The resulting explosion, shortly after 8 p.m., damaged at least three of the building’s eight floors and injured three workers.

“What we see here at JFK high is a really shocking scene, the sixth floor having experienced a tremendous explosion,” Mayor Bill de Blasio said in a press conference on the campus last Thursday.

Firefighters who reached the school at the end of Tibbett Avenue at 8:09 p.m. immediately gave medical treatment to the workers, who had “very serious burns.” Emergency responders then took them to Jacobi Medical Center.

The blast elicited a massive response from the FDNY, NYPD, Office of Emergency Management and other authorities, whose vehicles filled Tibbett Avenue and a stretch of West 230th Street. 

“This building has been seriously damaged, although the structural damage is very limited,” FDNY Commissioner Daniel Nigro said at last week’s press conference.

An Aug. 21 release from the mayor’s office said the city’s Department of Buildings was working with the School Construction Authority to “assess the stability of the structure and determine a plan for any necessary demolition and remediation.”

The blast means students at some, if not all, of the seven schools housed at the JFK campus will be relocated to other sites for the first day of school, Wednesday, Sept. 9.

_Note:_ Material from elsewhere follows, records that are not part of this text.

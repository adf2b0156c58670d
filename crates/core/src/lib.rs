//! `degen-core` — ledger foundation building blocks.
//!
//! This crate contains **pure domain** primitives (no infrastructure concerns):
//! identifiers, the token amount type, the shared error model and the
//! aggregate traits the token contract is built on.

pub mod aggregate;
pub mod amount;
pub mod entity;
pub mod error;
pub mod id;
pub mod value_object;

pub use aggregate::{Aggregate, AggregateRoot};
pub use amount::{Amount, DECIMALS};
pub use entity::Entity;
pub use error::{LedgerError, LedgerResult};
pub use id::{ItemId, LedgerId, PrincipalId};
pub use value_object::ValueObject;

“As we get the structural assessment, we’ll be able to let you know in the coming days if part of the building can be open, if all of the building can be open,” Mr. de Blasio said last week.

Residents throughout Marble Hill and parts of Riverdale and Kinsgbridge reported being stunned by the evening explosion.

“I was at my house and everything started shaking, like if there was an earthquake,” said Justin Castro, 16, who lives on West 228th Street. “I was really nervous.”

Justin is a rising junior at the JFK campus’ Bronx School of Law and Finance who came to his school with his mother after observing emergency responders rush to the area.

Asked what it would take for her to feel safe about sending her son to school, the mother, Julissa Perez, said, “That’s what I want to hear. How’s the foundation?”